A expressão foi ressuscitada pelo próprio Xi há cinco dias. Perante a especulação de que a presidente da Câmara dos Representantes norte-americana, Nancy Pelosi, poderia visitar a ilha, o Presidente chinês voltou a fazer um aviso a Biden num telefonema: “Quem brinca com o fogo acaba por se queimar”.
Os avisos de Pequim foram suficientemente altos para que, até ao último minuto, não houvesse certeza sobre se Pelosi iria aterrar na capital Taipei esta terça-feira, na sequência da viagem de uma delegação do Congresso norte-americano a vários países asiáticos. O avião da Força Aérea dos EUA que transportava Pelosi levantou voo da capital malaica, Kuala Lumpur, às 15h42 (hora local). Quase sete horas depois, aterrou no Aeroporto Songshan e foi recebida pelo ministro dos Negócios Estrangeiros do governo de Taiwan, Joseph Wu.
Exatamente ao mesmo tempo, o jornal Washington Post publicava um artigo de opinião de Pelosi a justificar a sua ida a Taiwan. “Perante a agressão acelerada do Partido Comunista Chinês (PCC), a visita da nossa delegação do Congresso deve ser vista como uma declaração inequívoca de que a América está ao lado de Taiwan”, afirmou a terceira mais alta figura do Estado norte-americano.
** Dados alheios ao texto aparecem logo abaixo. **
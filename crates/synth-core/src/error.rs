//! Error taxonomy for circuit synthesis.
//!
//! Every failure is fatal for the transaction being synthesized; callers
//! discard any partial output.

use revm::primitives::U256;
use thiserror::Error;

/// Everything that can go wrong while turning an execution trace into a circuit.
#[derive(Debug, Error)]
pub enum SynthesisError {
  /// A symbolic value disagrees with the value the EVM actually computed.
  #[error("shadow mismatch at {context}: concrete {concrete:#x}, symbolic {symbolic:#x}")]
  ShadowMismatch {
    context: String,
    concrete: U256,
    symbolic: U256,
  },

  /// A wire was consumed before it was produced, or a consumed wire has no
  /// admissible producer.
  #[error("provenance violation: {0}")]
  ProvenanceViolation(String),

  /// Buffer or placement wire indices are not dense or not aligned with the
  /// subcircuit interface.
  #[error("wire bookkeeping: {0}")]
  WireBookkeeping(String),

  #[error("fan-in overflow: {got} inputs exceed the accumulator limit of {limit}")]
  FanInOverflow { got: usize, limit: usize },

  #[error("unknown subcircuit `{0}`")]
  UnknownSubcircuit(String),

  /// Copy constraints do not hold: linked wires carry different values or
  /// point at wires outside the interface range.
  #[error("permutation inconsistent: {0}")]
  PermutationInconsistent(String),

  #[error("unsupported opcode {opcode:#04x} ({reason})")]
  UnsupportedOpcode { opcode: u8, reason: String },

  /// An operand lies outside the domain of the gadget that consumes it.
  #[error("invalid operand: {0}")]
  InvalidOperand(String),

  #[error("capacity exceeded: {0}")]
  CapacityExceeded(String),

  /// The EVM collaborator failed before or while executing the transaction.
  #[error("execution failed: {0}")]
  Execution(String),

  #[error(transparent)]
  Io(#[from] std::io::Error),

  #[error(transparent)]
  Json(#[from] serde_json::Error),
}

pub type Result<T, E = SynthesisError> = std::result::Result<T, E>;

impl SynthesisError {
  pub(crate) fn shadow(context: impl Into<String>, concrete: U256, symbolic: U256) -> Self {
    SynthesisError::ShadowMismatch {
      context: context.into(),
      concrete,
      symbolic,
    }
  }

  pub(crate) fn unsupported(opcode: u8, reason: impl Into<String>) -> Self {
    SynthesisError::UnsupportedOpcode {
      opcode,
      reason: reason.into(),
    }
  }
}
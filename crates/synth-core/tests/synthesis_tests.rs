use std::sync::Arc;

use revm::{
  bytecode::opcode,
  primitives::{Address, U256, address, keccak256},
};
use synth_core::buffers::BufferKind;
use synth_core::config::{AffinePoint, EddsaAuth, SynthesizerConfig};
use synth_core::context::SynthesisContext;
use synth_core::data_pt::DataPt;
use synth_core::operations::{self, ArithOp, jubjub, poseidon};
use synth_core::opcodes::{opcode_input_count, opcode_output_count};
use synth_core::output::SynthesisOutput;
use synth_core::refactor::{FinalPlacement, Limb, join_limbs};
use synth_core::subcircuit::{LibraryCapacity, SubcircuitLibrary};
use synth_core::synthesizer::{FrameInfo, StepInput, StepOutput, Synthesizer};
use synth_core::validator::{ReferenceEvaluator, validate_instances, validate_permutation};
use synth_core::{Result, SynthesisError};

const CONTRACT: Address = address!("0x00000000000000000000000000000000000c0de0");
const SENDER: Address = address!("0x00000000000000000000000000000000000a11ce");

// ============================================================
// Helpers
// ============================================================

fn library() -> Arc<SubcircuitLibrary> {
  Arc::new(SubcircuitLibrary::standard(&LibraryCapacity::default()))
}

fn config() -> SynthesizerConfig {
  let mut config = SynthesizerConfig::default();
  config.transaction.origin = SENDER;
  config.transaction.contract = CONTRACT;
  config
}

/// Tiny interpreter that feeds the synthesizer the same observations the
/// EVM inspector would.
struct Driver {
  synth: Synthesizer,
  stack: Vec<U256>,
  memory: Vec<u8>,
  pc: usize,
  origin: U256,
}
Mas a reação chinesa não se fez esperar. Dois jatos Su-35 das forças chinesas atravessaram o estreito de Taiwan de imediato, a que se seguiu um comunicado do ministério dos Negócios Estrangeiros que fala num “sinal errado” por parte dos norte-americanos. E, novamente, uma expressão familiar, mas desta vez ainda mais inflamada do que o habitual: “Estas jogadas são como brincar com o fogo, são extremamente perigosas. Os que brincam com o fogo hão de morrer pelo fogo”.
Ouça aqui o episódio do podcast “A História do Dia” sobre a visita de Nancy Pelosi a Taiwan.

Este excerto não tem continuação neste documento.